61. En outre, sous réserve des règles internes d’un parlement
national et conformément aux principes de représentation équitable
établis dans la
Résolution
1798 (2011), «[l]es candidats proposés par un groupe politique devraient
en général être acceptés comme membres – représentants ou suppléants
– s’ils satisfont aux critères prévus par les règles nationales
de procédure»
Note.Ceci
est évidemment soumis à l’obligation (énoncée à l’article 6.2.c
du Règlement) faite à tous les membres de l’Assemblée de s’engager
à respecter les objectifs et principes fondamentaux de l’Organisation
et à se conformer au Code de conduite des membres de l’Assemblée
parlementaire.
62. La décision de retirer le nom d’un membre de la délégation
nationale alors même que ce membre a été proposé par son parti politique
conformément au principe d’une représentation équitable n’est pas
sans conséquences, dans la mesure (1) où elle prive le membre concerné
de la possibilité de participer aux travaux de l’Assemblée; (2)

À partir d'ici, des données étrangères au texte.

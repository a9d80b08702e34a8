//! Generator configuration.
//!
//! Plain serde-deserializable structs; the file/CLI loader that produces
//! them lives outside this crate.

use std::collections::BTreeSet;

use serde::Deserialize;

use crate::ast::Visibility;

/// Which generated file to produce.
#[derive(Debug, Clone, Copy, PartialEq, Eq, Deserialize)]
#[serde(rename_all = "lowercase")]
pub enum Mode {
    /// The type catalog.
    Types,
    /// The HTTP client.
    Client,
    /// The server adapter.
    Server,
}

impl Mode {
    pub fn as_str(self) -> &'static str {
        match self {
            Mode::Types => "types",
            Mode::Client => "client",
            Mode::Server => "server",
        }
    }
}

/// Access level applied to every top-level generated symbol.
#[derive(Debug, Clone, Copy, PartialEq, Eq, Default, Deserialize)]
#[serde(rename_all = "lowercase")]
pub enum Access {
    #[default]
    Public,
    Package,
    Internal,
    Fileprivate,
    Private,
}

impl Access {
    /// Lower to the nearest Rust visibility. `Package` and `Internal`
    /// both land on `pub(crate)`: Rust has no level between crate and
    /// module.
    pub fn visibility(self) -> Visibility {
        match self {
            Access::Public => Visibility::Pub,
            Access::Package | Access::Internal => Visibility::PubCrate,
            Access::Fileprivate => Visibility::PubSuper,
            Access::Private => Visibility::Private,
        }
    }
}

/// Named feature toggles for behavior that is staged in rather than
/// always on.
#[derive(Debug, Clone, Copy, PartialEq, Eq, PartialOrd, Ord, Deserialize)]
pub enum FeatureFlag {
    /// Base64-encoded byte containers for `format: byte` /
    /// `contentEncoding: base64`.
    #[serde(rename = "base64")]
    Base64,
    /// Body sum types when a content map declares several media types.
    /// Off: first entry wins, the rest warn.
    #[serde(rename = "multiple-content-types")]
    MultipleContentTypes,
}

/// Generator configuration for one run.
#[derive(Debug, Clone, Deserialize)]
pub struct Config {
    pub mode: Mode,
    #[serde(default)]
    pub access: Access,
    #[serde(default)]
    pub feature_flags: BTreeSet<FeatureFlag>,
}

impl Config {
    pub fn new(mode: Mode) -> Self {
        Self {
            mode,
            access: Access::default(),
            feature_flags: BTreeSet::new(),
        }
    }

    pub fn with_flag(mut self, flag: FeatureFlag) -> Self {
        self.feature_flags.insert(flag);
        self
    }

    pub fn is_enabled(&self, flag: FeatureFlag) -> bool {
        self.feature_flags.contains(&flag)
    }
}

où les délégations nationales sont souvent constituées et sélectionnées
pour la durée du mandat du parlement national, de sorte que cette
décision peut interférer avec une répartition convenue; et (3) dans
l’esprit d’une représentation équitable, je considère qu’en principe,
il devrait appartenir aux partis politiques nationaux de sélectionner
leurs membres au sein de la délégation nationale (sans interférence d’autres
partis politiques, de la présidence du parlement national ou du
comité des présidents). De mon point de vue, c’est la réputation
du parti politique qui est engagée dans la sélection de ses membres
et il n’appartient à nul autre d’interférer dans ce processus.

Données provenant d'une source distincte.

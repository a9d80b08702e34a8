//! Content translation: media types to body variants.
//!
//! Classifies each content entry into the closed label set (`json`,
//! `urlEncodedForm`, `multipartForm`, `plainText`, `binary`), preserving
//! declaration order for content negotiation, and expands
//! `multipart/form-data` schemas into per-part declarations with
//! multiplicity classes.

use indexmap::IndexMap;

use crate::ast::{Attr, Decl, EnumDecl, Field, StructDecl, Type, Variant, Visibility};
use crate::config::{Config, FeatureFlag};
use crate::diagnostics::DiagnosticSink;
use crate::error::TranslateError;
use crate::mangle::Namespace;
use crate::spec::{AdditionalProperties, Encoding, MediaType, RefOr, Schema};

use super::schema::SchemaTranslator;
use super::{data_derives, plain_derives};

/// Canonical content categories, in negotiation order.
#[derive(Debug, Clone, Copy, PartialEq, Eq)]
pub enum ContentCategory {
    Json,
    UrlEncodedForm,
    MultipartForm,
    PlainText,
    Binary,
}

impl ContentCategory {
    /// Classify a media type by its type/subtype essence; parameters do
    /// not change the category.
    pub fn classify(media_type: &str) -> Self {
        let essence = media_type
            .split(';')
            .next()
            .unwrap_or(media_type)
            .trim()
            .to_ascii_lowercase();
        if essence == "application/json" || essence.ends_with("+json") {
            ContentCategory::Json
        } else if essence == "application/x-www-form-urlencoded" {
            ContentCategory::UrlEncodedForm
        } else if essence == "multipart/form-data" {
            ContentCategory::MultipartForm
        } else if essence.starts_with("text/") {
            ContentCategory::PlainText
        } else {
            ContentCategory::Binary
        }
    }

    fn base_label(self) -> &'static str {
        match self {
            ContentCategory::Json => "json",
            ContentCategory::UrlEncodedForm => "urlEncodedForm",
            ContentCategory::MultipartForm => "multipartForm",
            ContentCategory::PlainText => "plainText",
            ContentCategory::Binary => "binary",
        }
    }
}

/// One entry of a content map, translated.
#[derive(Debug, Clone)]
pub struct ContentVariant {
    /// Variant name in the body sum.
    pub label: String,
    /// The media type exactly as declared.
    pub media_type: String,
    pub category: ContentCategory,
    /// Payload type of the variant.
    pub ty: Type,
    /// Part multiplicity classes, multipart only.
    pub multipart: Option<MultipartClasses>,
}

/// Part names grouped by multiplicity, passed verbatim to the runtime
/// multipart coder.
#[derive(Debug, Clone, Default, PartialEq, Eq)]
pub struct MultipartClasses {
    pub required_exactly_once: Vec<String>,
    pub required_at_least_once: Vec<String>,
    pub at_most_once: Vec<String>,
    pub zero_or_more: Vec<String>,
}

/// Translate a content map into ordered body variants. Auxiliary
/// declarations (payload types, part enums) land in `schemas`' module
/// stream. With the `multiple-content-types` flag off, only the first
/// entry is kept and the rest warn.
pub fn translate_content(
    schemas: &mut SchemaTranslator<'_>,
    sink: &mut dyn DiagnosticSink,
    config: &Config,
    content: &IndexMap<String, MediaType>,
    hint: &str,
) -> Result<Vec<ContentVariant>, TranslateError> {
    let mut entries: Vec<(&String, &MediaType)> = content.iter().collect();
    if entries.len() > 1 && !config.is_enabled(FeatureFlag::MultipleContentTypes) {
        for (media_type, _) in &entries[1..] {
            sink.warning(&format!(
                "content type '{media_type}' at '{hint}' skipped: multiple content types \
                 require the 'multiple-content-types' feature flag"
            ));
        }
        entries.truncate(1);
    }

    let mut labels = Namespace::new();
    let mut variants = Vec::new();
    for (media_type, media) in entries {
        let category = ContentCategory::classify(media_type);
        let label = labels.claim(&variant_label(category, media_type));
        let (ty, multipart) = match category {
            ContentCategory::Json | ContentCategory::UrlEncodedForm => {
                let ty =
                    schemas.type_for_optional_schema(sink, media.schema.as_ref(), &label)?;
                (ty, None)
            }
            ContentCategory::PlainText | ContentCategory::Binary => {
                (Type::path("runtime::ByteStream"), None)
            }
            ContentCategory::MultipartForm => {
                let (ty, classes) = translate_multipart(schemas, sink, config, media, &label)?;
                (ty, Some(classes))
            }
        };
        variants.push(ContentVariant {
            label,
            media_type: media_type.clone(),
            category,
            ty,
            multipart,
        });
    }
    Ok(variants)
}

/// The variant label: the canonical category label, except parameterized
/// JSON entries, which keep their full media type mangled so multiple
/// JSON flavors stay distinct.
fn variant_label(category: ContentCategory, media_type: &str) -> String {
    if category == ContentCategory::Json && media_type.contains(';') {
        collapse_label(media_type)
    } else {
        category.base_label().to_string()
    }
}

/// Lowercase a media type and collapse every non-alphanumeric run into a
/// single underscore: `application/json; foo=bar` becomes
/// `application_json_foo_bar`.
fn collapse_label(media_type: &str) -> String {
    let mut out = String::with_capacity(media_type.len());
    let mut pending_separator = false;
    for c in media_type.chars() {
        if c.is_ascii_alphanumeric() {
            if pending_separator && !out.is_empty() {
                out.push('_');
            }
            pending_separator = false;
            out.push(c.to_ascii_lowercase());
        } else {
            pending_separator = true;
        }
    }
    out
}

/// Expand a `multipart/form-data` schema: one variant per named part,
/// plus the `additionalProperties`-driven handling of unknown parts.
fn translate_multipart(
    schemas: &mut SchemaTranslator<'_>,
    sink: &mut dyn DiagnosticSink,
    config: &Config,
    media: &MediaType,
    label: &str,
) -> Result<(Type, MultipartClasses), TranslateError> {
    let empty = Schema::default();
    let schema = media.schema.as_ref().unwrap_or(&empty);
    let vis = config.access.visibility();

    let empty_properties = IndexMap::new();
    let properties = schema.properties.as_ref().unwrap_or(&empty_properties);
    let required: Vec<&str> = schema
        .required
        .as_ref()
        .map(|names| names.iter().map(String::as_str).collect())
        .unwrap_or_default();

    let enum_name = schemas.claim(&format!("{label}Part"));
    let mut variant_ns = Namespace::new();
    let mut variants = Vec::new();
    let mut classes = MultipartClasses::default();

    for (part_name, part_schema) in properties {
        let variant_name = variant_ns.claim(part_name);
        let is_required = required.contains(&part_name.as_str());
        let is_array = part_schema.is_array();
        match (is_required, is_array) {
            (true, false) => classes.required_exactly_once.push(part_name.clone()),
            (true, true) => classes.required_at_least_once.push(part_name.clone()),
            (false, false) => classes.at_most_once.push(part_name.clone()),
            (false, true) => classes.zero_or_more.push(part_name.clone()),
        }

        // Repeated parts carry the element schema per part.
        let element = if is_array {
            part_schema.items.as_deref().unwrap_or(&empty)
        } else {
            part_schema
        };
        let body_ty = part_body_type(schemas, sink, element, &variant_name)?;

        let encoding = media.encoding.get(part_name);
        let headers_ty = match encoding {
            Some(encoding) if !encoding.headers.is_empty() => Some(translate_part_headers(
                schemas,
                sink,
                vis,
                encoding,
                &variant_name,
            )?),
            _ => None,
        };

        let part_struct = schemas.claim(&format!("{variant_name}Body"));
        let mut fields = Vec::new();
        // Part shells are handled by the multipart coder, not serde, so
        // their fields carry no serde attributes.
        if let Some(headers_ty) = headers_ty {
            fields.push(Field {
                name: "headers".to_string(),
                vis,
                docs: Vec::new(),
                attrs: Vec::new(),
                ty: Type::option(headers_ty),
                has_default: true,
            });
        }
        fields.push(Field {
            name: "body".to_string(),
            vis,
            docs: Vec::new(),
            attrs: Vec::new(),
            ty: body_ty,
            has_default: false,
        });
        schemas.push_decl(Decl::Struct(StructDecl {
            name: part_struct.clone(),
            vis,
            docs: Vec::new(),
            derives: plain_derives(),
            attrs: Vec::new(),
            fields,
        }));

        variants.push(Variant {
            name: variant_name,
            docs: Vec::new(),
            attrs: Vec::new(),
            payload: vec![Type::path(part_struct)],
        });
    }

    // Unknown parts.
    match &schema.additional_properties {
        None | Some(AdditionalProperties::Bool(true)) => {
            variants.push(Variant {
                name: variant_ns.claim("undocumented"),
                docs: Vec::new(),
                attrs: Vec::new(),
                payload: vec![Type::path("runtime::RawPart")],
            });
        }
        Some(AdditionalProperties::Schema(value)) => {
            let value_ty = schemas.use_site_type(sink, value, "additionalProperties")?;
            variants.push(Variant {
                name: variant_ns.claim("additionalProperties"),
                docs: Vec::new(),
                attrs: Vec::new(),
                payload: vec![Type::path(format!(
                    "runtime::DynamicPart<{}>",
                    type_text(&value_ty)
                ))],
            });
        }
        // `false`: unknown parts are rejected by the coder's validation;
        // no extra variant.
        Some(AdditionalProperties::Bool(false)) => {}
    }

    schemas.push_decl(Decl::Enum(EnumDecl {
        name: enum_name.clone(),
        vis,
        docs: Vec::new(),
        derives: plain_derives(),
        attrs: Vec::new(),
        variants,
    }));

    Ok((
        Type::path(format!("runtime::MultipartBody<{enum_name}>")),
        classes,
    ))
}

/// The body type of one part, by the part schema's shape: objects are
/// JSON, base64 strings keep the Base64 container, plain primitives are
/// opaque byte streams with inferred `text/plain`.
fn part_body_type(
    schemas: &mut SchemaTranslator<'_>,
    sink: &mut dyn DiagnosticSink,
    schema: &Schema,
    hint: &str,
) -> Result<Type, TranslateError> {
    let base64 = schema.format.as_deref() == Some("byte")
        || schema.content_encoding.as_deref() == Some("base64");
    if schema.single_type() == Some("string") && !base64 {
        return Ok(Type::path("runtime::ByteStream"));
    }
    if schema.is_empty_fragment() {
        return Ok(Type::path("runtime::ByteStream"));
    }
    schemas.use_site_type(sink, schema, hint)
}

/// Per-part headers from `encoding.<part>.headers`.
fn translate_part_headers(
    schemas: &mut SchemaTranslator<'_>,
    sink: &mut dyn DiagnosticSink,
    vis: Visibility,
    encoding: &Encoding,
    part: &str,
) -> Result<Type, TranslateError> {
    let struct_name = schemas.claim(&format!("{part}Headers"));
    let mut field_ns = Namespace::new();
    let mut fields = Vec::new();
    for (header_name, header) in &encoding.headers {
        let header = match header {
            RefOr::Item(header) => header,
            RefOr::Ref { reference } => {
                sink.warning(&format!(
                    "header reference '{reference}' in multipart encoding of part '{part}' \
                     is not supported; header skipped"
                ));
                continue;
            }
        };
        let field_name = field_ns.claim(header_name);
        let base_ty =
            schemas.type_for_optional_schema(sink, header.schema.as_ref(), &field_name)?;
        let mut attrs = Vec::new();
        if &field_name != header_name {
            attrs.push(Attr::SerdeRename(header_name.clone()));
        }
        let optional = !header.required;
        if optional {
            attrs.push(Attr::SerdeDefault);
            attrs.push(Attr::SerdeSkipSerializingIfNone);
        }
        fields.push(Field {
            name: field_name,
            vis,
            docs: Vec::new(),
            attrs,
            ty: if optional {
                Type::option(base_ty)
            } else {
                base_ty
            },
            has_default: optional,
        });
    }
    schemas.push_decl(Decl::Struct(StructDecl {
        name: struct_name.clone(),
        vis,
        docs: Vec::new(),
        derives: data_derives(),
        attrs: Vec::new(),
        fields,
    }));
    Ok(Type::path(struct_name))
}

fn type_text(ty: &Type) -> String {
    use crate::ast::Emit as _;
    ty.emit()
}

/// The union of response content types, for the client `Accept` header.
pub fn accept_header_value(media_types: &[String]) -> String {
    let mut seen = Vec::new();
    for media_type in media_types {
        let essence = media_type
            .split(';')
            .next()
            .unwrap_or(media_type)
            .trim()
            .to_string();
        if !seen.contains(&essence) {
            seen.push(essence);
        }
    }
    seen.join(", ")
}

4.1.2 L’approche adoptée par les autorités
parlementaires et politiques à l’égard de la participation aux réunions
de l’Assemblée parlementaire et du financement des déplacements
qui y sont liés
63. Si la majorité des délégations
nationales et des parlements nationaux utilisent les meilleures
pratiques en ce qui concerne la facilitation de la participation
et le financement des déplacements des membres afin de leur permettre
d’assister aux réunions de l’Assemblée, il existe toutefois de ce
point de vue des disparités. Les freins trouvent souvent leurs origines
dans une méconnaissance des obligations juridiques découlant de
la qualité de membre de l’Assemblée, ou de pratiques administratives
inutilement lourdes qui peuvent faire obstacle à une participation
pleine et en temps opportun aux travaux de l’Assemblée. Je considère
que les normes ci-dessous reflètent les obligations qui s’imposent
aux membres et qui devraient être appliquées par toutes les délégations
nationales:
- La participation
à toutes les réunions de l’Assemblée devrait être facilitée et les
parlements doivent s’efforcer d’éliminer tous les prétendus «contrôles»
exercés par les autorités parlementaires ou politiques sur les déplacements
des membres de l’Assemblée pour se rendre à ses réunions. La délivrance
des autorisations ne devrait en aucun cas être laissée à l’appréciation
discrétionnaire d’une autorité pour les membres ayant le droit d’assister
à une réunion, et toute autorisation devrait être accordée suffisamment
à l’avance, l’idéal étant qu’elle couvre la participation à l’ensemble
des réunions attendues de l’Assemblée pour toute la durée de la
session.
- Des considérations budgétaires ne peuvent justifier le
refus d’autoriser le déplacement des membres des commissions ou
d’autres membres ayant un rôle à jouer dans les réunions de l’Assemblée.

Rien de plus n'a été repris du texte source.